Currently, the standards are only one of the six Frictionless Data tools. These tools are built on top of the specifications, and aim at simplifying your data workflow, ensuring data quality. One of these tools is, for example, the Frictionless Repository that you can use to automatically validate your data, if it is hosted on Github. Another one is Livemark, which can be used to generate a website for you data, with interactive charts, tables, and other features. You can use one or more of these tools in your data workflow according to your needs. 

An excellent example of this is the Libraries Hacked project, leveraging data for innovation and service improvement for public libraries in England. Libraries don’t share a lot of data openly, there is often little guidance on how data should be shared and few standards. To formalise how data should be structured, it was necessary to create technical 'data schemas’. As David Rowe from Libraries Hacked said:

“It can be easy to decide on the data you want, but fail to describe it properly. For example, we could provide people with a spreadsheet that included a column title such as ‘Closed date’. I’d expect people to enter a date in that column, but we’d end up with all kinds of formats.

The Table Schema specification for defining data, from Frictionless Data, provided a good option for tackling this problem. Not only would it allow us to create a detailed description for the data fields, but we could use other frictionless tools to allow library services to validate their data before publishing. Things like mismatching date formats would be picked up by the validator, and it would give instructions for how to fix the issue. We would additionally also provide ‘human-readable’ guidance on the datasets.”

(Read the full Libraries Hacked use-case here).

As the project expands, we are actively thinking about the next iteration for our specifications to be more inclusive of non-technical audiences. We are currently working on a Frictionless Data Application, which should be released as a beta version by the end of the year.
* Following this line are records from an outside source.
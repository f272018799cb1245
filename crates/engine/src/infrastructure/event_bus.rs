//! In-process notification bus with named topics.
//!
//! Topics carry no payload beyond "something changed"; subscribers re-read
//! whatever records they care about. Publishing is fire-and-forget - a topic
//! with no subscribers is not an error. Subscription registration is
//! append-only for the process lifetime; components do not unsubscribe.

use dashmap::DashMap;
use tokio::sync::broadcast;

use statline_domain::StatusDomain;

/// Buffered notifications per topic channel. A receiver that lags just
/// recomputes once when it catches up, so a small buffer is enough.
const TOPIC_CAPACITY: usize = 16;

/// Named notification topics.
#[derive(Debug, Clone, Copy, PartialEq, Eq, Hash)]
pub enum Topic {
    /// A character's spell slot rows changed.
    SpellSlotsChanged,
    /// A character's tracked feature counters changed.
    TrackedFeaturesChanged,
    /// Some status record was upserted or removed.
    StatusChanged,
    /// The status record for one specific domain changed.
    DomainStatusChanged(StatusDomain),
}

/// A delivered notification. The payload is only the topic itself.
#[derive(Debug, Clone, Copy)]
pub struct Notification {
    pub topic: Topic,
}

/// Process-wide publish/subscribe facility.
pub struct NotificationBus {
    channels: DashMap<Topic, broadcast::Sender<Notification>>,
}

impl NotificationBus {
    pub fn new() -> Self {
        Self {
            channels: DashMap::new(),
        }
    }

    fn channel(&self, topic: Topic) -> broadcast::Sender<Notification> {
        self.channels
            .entry(topic)
            .or_insert_with(|| broadcast::channel(TOPIC_CAPACITY).0)
            .clone()
    }

    /// Subscribe to a topic. The receiver yields one notification per
    /// publish that happens after this call.
    pub fn subscribe(&self, topic: Topic) -> broadcast::Receiver<Notification> {
        self.channel(topic).subscribe()
    }

    /// Publish to a topic, waking every current subscriber.
    pub fn publish(&self, topic: Topic) {
        let receivers = self.channel(topic).send(Notification { topic }).unwrap_or(0);
        tracing::trace!(?topic, receivers, "published notification");
    }
}

impl Default for NotificationBus {
    fn default() -> Self {
        Self::new()
    }
}
//! Session context shared by every status runner.

use std::sync::{Arc, RwLock};

use statline_domain::CharacterId;

use crate::infrastructure::event_bus::NotificationBus;
use crate::infrastructure::ports::StatusRepo;

/// Explicit session context: the active character plus the collaborators
/// every status component works against.
///
/// Constructed once per session and passed by `Arc` into each runner at
/// construction time - nothing here is reached through ambient global
/// lookup.
pub struct StatusContext {
    active_character: RwLock<CharacterId>,
    bus: Arc<NotificationBus>,
    statuses: Arc<dyn StatusRepo>,
}

impl StatusContext {
    pub fn new(
        active_character: CharacterId,
        bus: Arc<NotificationBus>,
        statuses: Arc<dyn StatusRepo>,
    ) -> Self {
        Self {
            active_character: RwLock::new(active_character),
            bus,
            statuses,
        }
    }

    /// The character all recomputations currently target.
    pub fn active_character(&self) -> CharacterId {
        *self
            .active_character
            .read()
            .expect("active character lock poisoned")
    }

    /// Switch the session to a different character. Callers publish the
    /// data-changed topics afterwards so components re-evaluate against the
    /// new character.
    pub fn set_active_character(&self, character_id: CharacterId) {
        *self
            .active_character
            .write()
            .expect("active character lock poisoned") = character_id;
    }

    pub fn bus(&self) -> &NotificationBus {
        &self.bus
    }

    pub fn statuses(&self) -> &dyn StatusRepo {
        self.statuses.as_ref()
    }
}

#[cfg(test)]
mod tests {
    use super::*;
    use crate::infrastructure::memory::MemoryStatusStore;

    #[test]
    fn test_active_character_is_switchable() {
        let first = CharacterId::new();
        let second = CharacterId::new();
        let ctx = StatusContext::new(
            first,
            Arc::new(NotificationBus::new()),
            Arc::new(MemoryStatusStore::new()),
        );

        assert_eq!(ctx.active_character(), first);
        ctx.set_active_character(second);
        assert_eq!(ctx.active_character(), second);
    }
}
The Application is going to be a kind of data publisher integrated development environment (with a user interface similar to Excel in some ways, so easy to use also for non-coders), an everyday tool that data publishers have in their workflow.

Conclusion

In conclusion, we wanted to share here our main takeaways from this long Frictionless Data journey:

• Don’t try to reinvent the wheel.

Before developing new standards or frameworks, have a look around to see if there is already something fitting your needs, or that could do so with just a few tweaks. There are plenty of quality open source tools out there that are just flexible enough to fit in your own workflows.
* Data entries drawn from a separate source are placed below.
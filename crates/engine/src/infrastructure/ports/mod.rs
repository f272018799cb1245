//! Port traits for infrastructure boundaries.
//!
//! These are the only abstractions in the engine. Ports exist for:
//! - Status record persistence (the in-memory store could be swapped for a
//!   database-backed one)
//! - Character-sheet attribute reads (the records are owned by external data
//!   collaborators; the engine never writes them)

mod error;
mod repos;

pub use error::RepoError;
pub use repos::{SpellSlotRepo, StatusRepo, TrackedFeatureRepo};

// =============================================================================
// Test-Only Mock Repositories (only available during test builds)
// =============================================================================
#[cfg(test)]
pub use repos::{MockSpellSlotRepo, MockStatusRepo, MockTrackedFeatureRepo};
• Include broad and diverse audiences in the development of your project.

This is key to get feedback, but also to make sure you have many different use-cases in mind. Build a healthy community around your project. They will provide the context you need to iterate on your project, besides ensuring a certain degree of transparency and accountability as well.

• Be simple.

Complexity hinders adoption, so data standards should be as simple to use as possible. You need to balance between simplicity and ease of usage to standardise all different concepts people might want to use.
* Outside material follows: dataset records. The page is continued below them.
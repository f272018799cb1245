//! Per-domain classification of weighted means into severity bands.
//!
//! Each metric domain carries an ordered threshold table partitioning
//! `[0, 1]` into named bands. Boundaries are lower-inclusive: a value exactly
//! at a band's minimum falls into that band, and 1.0 falls into the last
//! band. Classification is total and deterministic.

use std::fmt;

use serde::{Deserialize, Serialize};

use crate::error::DomainError;
use crate::value_objects::Severity;

/// A metric domain for which one status component computes one aggregate
/// status record.
#[derive(Debug, Clone, Copy, PartialEq, Eq, Hash, Serialize, Deserialize)]
#[serde(rename_all = "camelCase")]
pub enum StatusDomain {
    Magical,
    Tracked,
}

impl StatusDomain {
    /// The persistence identifier keying this domain's status record.
    pub fn identifier(&self) -> &'static str {
        match self {
            Self::Magical => "Status.Magical",
            Self::Tracked => "Status.Tracked",
        }
    }
}

impl fmt::Display for StatusDomain {
    fn fmt(&self, f: &mut fmt::Formatter<'_>) -> fmt::Result {
        write!(f, "{}", self.identifier())
    }
}

/// One band of a threshold table. Applies to values from `min` (inclusive)
/// up to the next band's minimum (exclusive).
#[derive(Debug, Clone, PartialEq)]
pub struct ThresholdBand {
    min: f64,
    label: &'static str,
    severity: Severity,
}

impl ThresholdBand {
    pub fn new(min: f64, label: &'static str, severity: Severity) -> Self {
        Self {
            min,
            label,
            severity,
        }
    }

    /// Inclusive lower bound of the band.
    pub fn min(&self) -> f64 {
        self.min
    }

    /// Display phrase for statuses in this band.
    pub fn label(&self) -> &'static str {
        self.label
    }

    /// Severity class for statuses in this band.
    pub fn severity(&self) -> Severity {
        self.severity
    }
}

/// Ordered severity bands partitioning `[0, 1]`.
#[derive(Debug, Clone, PartialEq)]
pub struct ThresholdTable {
    bands: Vec<ThresholdBand>,
}

impl ThresholdTable {
    /// Build a table, validating total coverage: the first band must start
    /// at 0.0 and minimums must strictly increase while staying below 1.0.
    pub fn new(bands: Vec<ThresholdBand>) -> Result<Self, DomainError> {
        let Some(first) = bands.first() else {
            return Err(DomainError::validation(
                "threshold table requires at least one band",
            ));
        };
        if first.min != 0.0 {
            return Err(DomainError::validation(format!(
                "first band must start at 0.0, got {}",
                first.min
            )));
        }
        for pair in bands.windows(2) {
            if pair[1].min <= pair[0].min {
                return Err(DomainError::validation(format!(
                    "band minimums must strictly increase: {} then {}",
                    pair[0].min, pair[1].min
                )));
            }
        }
        if bands.iter().any(|band| band.min >= 1.0) {
            return Err(DomainError::validation(
                "band minimums must stay below 1.0",
            ));
        }

        Ok(Self { bands })
    }

    /// Classify a weighted mean into its band. Inputs outside `[0, 1]` are
    /// clamped first, keeping the function total.
    pub fn classify(&self, value: f64) -> &ThresholdBand {
        let value = value.clamp(0.0, 1.0);
        // Construction guarantees the first band starts at 0.0, so a match
        // always exists.
        self.bands
            .iter()
            .rev()
            .find(|band| band.min <= value)
            .unwrap_or(&self.bands[0])
    }
}

/// Classification bands for the magical domain (spell slot potential).
pub fn magical_thresholds() -> ThresholdTable {
    ThresholdTable::new(vec![
        ThresholdBand::new(0.0, "Drained", Severity::Critical),
        ThresholdBand::new(0.15, "Diminished", Severity::Low),
        ThresholdBand::new(0.4, "Steady", Severity::Guarded),
        ThresholdBand::new(0.7, "Potent", Severity::Stable),
        ThresholdBand::new(0.9, "Brimming", Severity::Peak),
    ])
    .expect("static magical threshold table is valid")
}

/// Classification bands for the tracked domain (limited-use features).
pub fn tracked_thresholds() -> ThresholdTable {
    ThresholdTable::new(vec![
        ThresholdBand::new(0.0, "Exhausted", Severity::Critical),
        ThresholdBand::new(0.15, "Depleted", Severity::Low),
        ThresholdBand::new(0.4, "Rationed", Severity::Guarded),
        ThresholdBand::new(0.7, "Ready", Severity::Stable),
        ThresholdBand::new(0.9, "Fresh", Severity::Peak),
    ])
    .expect("static tracked threshold table is valid")
}

#[cfg(test)]
mod tests {
    use super::*;

    #[test]
    fn test_static_tables_construct() {
        // The expect() calls above rely on this.
        assert_eq!(magical_thresholds().bands.len(), 5);
        assert_eq!(tracked_thresholds().bands.len(), 5);
    }

    #[test]
    fn test_identifier_keys() {
        assert_eq!(StatusDomain::Magical.identifier(), "Status.Magical");
        assert_eq!(StatusDomain::Tracked.identifier(), "Status.Tracked");
    }

    #[test]
    fn test_classify_is_deterministic() {
        let table = magical_thresholds();
        let first = table.classify(0.234375).clone();
        let second = table.classify(0.234375).clone();
        assert_eq!(first, second);
        assert_eq!(first.label(), "Diminished");
        assert_eq!(first.severity(), Severity::Low);
    }

    #[test]
    fn test_boundaries_are_lower_inclusive() {
        let table = magical_thresholds();
        assert_eq!(table.classify(0.15).label(), "Diminished");
        assert_eq!(table.classify(0.4).label(), "Steady");
        assert_eq!(table.classify(0.7).label(), "Potent");
        assert_eq!(table.classify(0.9).label(), "Brimming");
    }

    #[test]
    fn test_classify_covers_full_range() {
        let table = tracked_thresholds();
        assert_eq!(table.classify(0.0).severity(), Severity::Critical);
        assert_eq!(table.classify(1.0).severity(), Severity::Peak);
        // Out-of-range inputs clamp rather than panic.
        assert_eq!(table.classify(-0.5).severity(), Severity::Critical);
        assert_eq!(table.classify(7.0).severity(), Severity::Peak);
    }

    #[test]
    fn test_table_rejects_gap_at_zero() {
        let result = ThresholdTable::new(vec![ThresholdBand::new(
            0.1,
            "Late start",
            Severity::Low,
        )]);
        assert!(matches!(result, Err(DomainError::Validation(_))));
    }

    #[test]
    fn test_table_rejects_non_monotonic_bands() {
        let result = ThresholdTable::new(vec![
            ThresholdBand::new(0.0, "A", Severity::Critical),
            ThresholdBand::new(0.5, "B", Severity::Guarded),
            ThresholdBand::new(0.5, "C", Severity::Peak),
        ]);
        assert!(matches!(result, Err(DomainError::Validation(_))));
    }

    #[test]
    fn test_table_rejects_empty() {
        assert!(ThresholdTable::new(vec![]).is_err());
    }
}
In an ideal world, everything would follow the same standard. We would describe the semantics of the data, what a person's name is, what a location is, and what relationships there are between the data (for example, a ‘city’ belongs to a ‘state’ which belongs to a ‘country’). This would facilitate different datasets being interoperable. But at the same time, this would increase the complexity of using the standard, which in turn reduces their usage.

To end with an analogy, the CSV format was a great model for us. Even though it has issues, and there are other data exchange formats technically much better than it, CSV is still one of the most used formats. We believe that's because of its simplicity. That's what we strive to achieve with Frictionless Data. With Frictionless Data we have decided to describe the minimum needed to understand a dataset, like who the authors are, its description, its licence, a data dictionary, etc. When there is a need to standardise other concepts, you can extend the standards by adding the specifics of your data.